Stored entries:
== Segment start ==

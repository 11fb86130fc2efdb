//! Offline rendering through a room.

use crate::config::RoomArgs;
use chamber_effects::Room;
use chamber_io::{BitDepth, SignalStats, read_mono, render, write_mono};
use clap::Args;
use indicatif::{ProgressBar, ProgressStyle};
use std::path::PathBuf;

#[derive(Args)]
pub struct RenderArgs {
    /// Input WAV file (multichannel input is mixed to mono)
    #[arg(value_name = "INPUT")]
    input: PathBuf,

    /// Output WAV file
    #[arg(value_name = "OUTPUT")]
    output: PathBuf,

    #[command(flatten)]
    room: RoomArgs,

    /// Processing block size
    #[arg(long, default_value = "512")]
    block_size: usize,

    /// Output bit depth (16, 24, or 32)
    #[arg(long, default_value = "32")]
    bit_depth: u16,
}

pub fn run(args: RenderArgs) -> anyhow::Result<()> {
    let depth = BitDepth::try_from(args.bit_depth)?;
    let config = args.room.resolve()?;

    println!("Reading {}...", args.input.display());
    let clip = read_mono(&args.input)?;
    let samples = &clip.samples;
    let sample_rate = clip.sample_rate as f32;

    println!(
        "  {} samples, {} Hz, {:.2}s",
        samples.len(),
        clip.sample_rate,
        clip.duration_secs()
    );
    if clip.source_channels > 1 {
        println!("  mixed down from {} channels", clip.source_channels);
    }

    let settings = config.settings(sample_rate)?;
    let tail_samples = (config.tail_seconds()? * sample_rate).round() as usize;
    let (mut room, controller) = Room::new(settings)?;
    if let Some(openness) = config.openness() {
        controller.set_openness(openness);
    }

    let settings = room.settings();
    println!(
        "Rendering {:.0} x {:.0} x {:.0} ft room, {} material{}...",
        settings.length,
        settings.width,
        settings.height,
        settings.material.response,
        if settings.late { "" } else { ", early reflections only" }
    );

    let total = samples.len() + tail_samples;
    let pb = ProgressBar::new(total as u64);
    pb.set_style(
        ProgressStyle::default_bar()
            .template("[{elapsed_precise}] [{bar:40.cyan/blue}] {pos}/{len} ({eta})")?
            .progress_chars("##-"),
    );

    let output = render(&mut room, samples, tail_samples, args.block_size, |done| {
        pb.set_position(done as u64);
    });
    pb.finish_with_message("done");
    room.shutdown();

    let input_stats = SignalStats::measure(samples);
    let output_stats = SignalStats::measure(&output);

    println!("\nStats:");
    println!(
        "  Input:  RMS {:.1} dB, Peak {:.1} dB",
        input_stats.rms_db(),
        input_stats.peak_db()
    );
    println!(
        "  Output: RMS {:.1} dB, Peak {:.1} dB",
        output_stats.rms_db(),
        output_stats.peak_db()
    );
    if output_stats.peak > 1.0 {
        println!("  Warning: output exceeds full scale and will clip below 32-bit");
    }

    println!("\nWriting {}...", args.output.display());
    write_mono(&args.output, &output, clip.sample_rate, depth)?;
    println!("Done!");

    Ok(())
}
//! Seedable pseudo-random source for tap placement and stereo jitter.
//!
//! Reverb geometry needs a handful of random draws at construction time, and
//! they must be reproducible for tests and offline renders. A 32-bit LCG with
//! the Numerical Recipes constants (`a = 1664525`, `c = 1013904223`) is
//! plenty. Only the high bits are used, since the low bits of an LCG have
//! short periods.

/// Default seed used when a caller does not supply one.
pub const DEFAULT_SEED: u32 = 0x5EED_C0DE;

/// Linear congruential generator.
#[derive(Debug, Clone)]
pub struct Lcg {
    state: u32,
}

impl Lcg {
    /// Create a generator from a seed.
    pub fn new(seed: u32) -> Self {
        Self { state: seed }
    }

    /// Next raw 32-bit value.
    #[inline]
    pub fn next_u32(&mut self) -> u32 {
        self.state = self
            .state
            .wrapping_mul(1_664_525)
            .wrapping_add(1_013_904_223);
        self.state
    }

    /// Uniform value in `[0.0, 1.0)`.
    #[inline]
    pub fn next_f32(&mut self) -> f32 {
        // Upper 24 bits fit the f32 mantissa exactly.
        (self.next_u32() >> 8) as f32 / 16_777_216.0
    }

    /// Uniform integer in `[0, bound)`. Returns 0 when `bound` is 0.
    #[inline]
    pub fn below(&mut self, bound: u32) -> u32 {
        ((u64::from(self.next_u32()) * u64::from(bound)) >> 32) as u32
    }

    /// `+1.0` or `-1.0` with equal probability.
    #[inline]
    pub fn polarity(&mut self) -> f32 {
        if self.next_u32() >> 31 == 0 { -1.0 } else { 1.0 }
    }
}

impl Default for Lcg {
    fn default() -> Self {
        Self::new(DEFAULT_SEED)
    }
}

== Segment end ==

About this exercise:
How many lines of the data above include the word "config"? Only that number should be returned.

Problem solution:
5